(Given information)
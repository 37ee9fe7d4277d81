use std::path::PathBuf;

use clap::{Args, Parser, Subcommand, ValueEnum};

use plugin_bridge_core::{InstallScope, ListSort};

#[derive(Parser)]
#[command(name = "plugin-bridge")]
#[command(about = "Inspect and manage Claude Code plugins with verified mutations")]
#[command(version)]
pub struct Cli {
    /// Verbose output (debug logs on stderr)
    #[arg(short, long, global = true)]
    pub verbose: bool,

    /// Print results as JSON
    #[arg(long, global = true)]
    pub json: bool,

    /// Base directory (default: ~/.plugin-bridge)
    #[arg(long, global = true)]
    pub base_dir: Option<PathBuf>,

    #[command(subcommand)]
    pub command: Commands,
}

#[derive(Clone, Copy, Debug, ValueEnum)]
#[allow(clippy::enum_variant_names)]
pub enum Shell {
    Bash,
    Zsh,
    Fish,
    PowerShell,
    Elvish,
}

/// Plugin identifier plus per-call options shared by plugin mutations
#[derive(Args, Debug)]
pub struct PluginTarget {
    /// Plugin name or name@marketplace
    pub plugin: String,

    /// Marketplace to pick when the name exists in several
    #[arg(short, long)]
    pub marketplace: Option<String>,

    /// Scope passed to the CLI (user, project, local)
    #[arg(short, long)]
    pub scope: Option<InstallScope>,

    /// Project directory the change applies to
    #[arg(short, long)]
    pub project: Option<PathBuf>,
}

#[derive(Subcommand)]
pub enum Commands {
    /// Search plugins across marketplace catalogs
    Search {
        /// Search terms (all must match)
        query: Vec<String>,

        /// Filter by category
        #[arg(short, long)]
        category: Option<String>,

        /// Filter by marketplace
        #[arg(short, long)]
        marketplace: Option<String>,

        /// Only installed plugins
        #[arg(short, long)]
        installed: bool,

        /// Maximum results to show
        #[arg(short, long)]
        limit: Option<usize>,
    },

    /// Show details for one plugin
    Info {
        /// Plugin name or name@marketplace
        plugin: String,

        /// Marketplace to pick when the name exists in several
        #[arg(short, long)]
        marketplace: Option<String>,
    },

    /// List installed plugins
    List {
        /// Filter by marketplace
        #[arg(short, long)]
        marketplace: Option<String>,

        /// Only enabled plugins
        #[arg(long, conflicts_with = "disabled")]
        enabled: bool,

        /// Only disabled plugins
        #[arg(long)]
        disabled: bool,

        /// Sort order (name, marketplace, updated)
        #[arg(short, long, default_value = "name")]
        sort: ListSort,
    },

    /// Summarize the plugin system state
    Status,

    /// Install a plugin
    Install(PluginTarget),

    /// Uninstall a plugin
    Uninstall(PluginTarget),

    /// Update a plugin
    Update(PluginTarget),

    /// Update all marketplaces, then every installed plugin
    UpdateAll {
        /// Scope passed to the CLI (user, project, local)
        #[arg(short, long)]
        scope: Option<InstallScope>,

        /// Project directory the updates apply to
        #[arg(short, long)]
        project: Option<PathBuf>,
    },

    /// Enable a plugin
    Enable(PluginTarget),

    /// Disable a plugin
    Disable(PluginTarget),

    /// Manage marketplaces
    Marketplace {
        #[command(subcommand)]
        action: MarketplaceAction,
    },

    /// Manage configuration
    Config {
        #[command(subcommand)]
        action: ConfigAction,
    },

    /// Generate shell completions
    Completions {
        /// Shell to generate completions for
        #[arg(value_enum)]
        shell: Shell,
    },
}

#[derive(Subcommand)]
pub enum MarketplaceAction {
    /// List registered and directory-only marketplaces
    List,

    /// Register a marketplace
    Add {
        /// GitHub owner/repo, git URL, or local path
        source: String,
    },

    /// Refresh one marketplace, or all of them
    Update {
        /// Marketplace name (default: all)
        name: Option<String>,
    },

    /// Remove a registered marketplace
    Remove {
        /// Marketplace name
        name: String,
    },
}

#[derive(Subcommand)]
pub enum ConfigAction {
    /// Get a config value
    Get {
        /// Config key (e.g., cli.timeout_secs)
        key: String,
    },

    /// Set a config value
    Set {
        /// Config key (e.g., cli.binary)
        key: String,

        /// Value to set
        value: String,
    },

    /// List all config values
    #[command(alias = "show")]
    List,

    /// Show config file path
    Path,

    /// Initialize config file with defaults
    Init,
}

(Directions for this task)
Above are the records; copy exactly the lines from the line with "#[derive(Args, Debug)]" through the line with "(name, marketplace, updated)", both included.

(Expected output)
#[derive(Args, Debug)]
pub struct PluginTarget {
    /// Plugin name or name@marketplace
    pub plugin: String,

    /// Marketplace to pick when the name exists in several
    #[arg(short, long)]
    pub marketplace: Option<String>,

    /// Scope passed to the CLI (user, project, local)
    #[arg(short, long)]
    pub scope: Option<InstallScope>,

    /// Project directory the change applies to
    #[arg(short, long)]
    pub project: Option<PathBuf>,
}

#[derive(Subcommand)]
pub enum Commands {
    /// Search plugins across marketplace catalogs
    Search {
        /// Search terms (all must match)
        query: Vec<String>,

        /// Filter by category
        #[arg(short, long)]
        category: Option<String>,

        /// Filter by marketplace
        #[arg(short, long)]
        marketplace: Option<String>,

        /// Only installed plugins
        #[arg(short, long)]
        installed: bool,

        /// Maximum results to show
        #[arg(short, long)]
        limit: Option<usize>,
    },

    /// Show details for one plugin
    Info {
        /// Plugin name or name@marketplace
        plugin: String,

        /// Marketplace to pick when the name exists in several
        #[arg(short, long)]
        marketplace: Option<String>,
    },

    /// List installed plugins
    List {
        /// Filter by marketplace
        #[arg(short, long)]
        marketplace: Option<String>,

        /// Only enabled plugins
        #[arg(long, conflicts_with = "disabled")]
        enabled: bool,

        /// Only disabled plugins
        #[arg(long)]
        disabled: bool,

        /// Sort order (name, marketplace, updated)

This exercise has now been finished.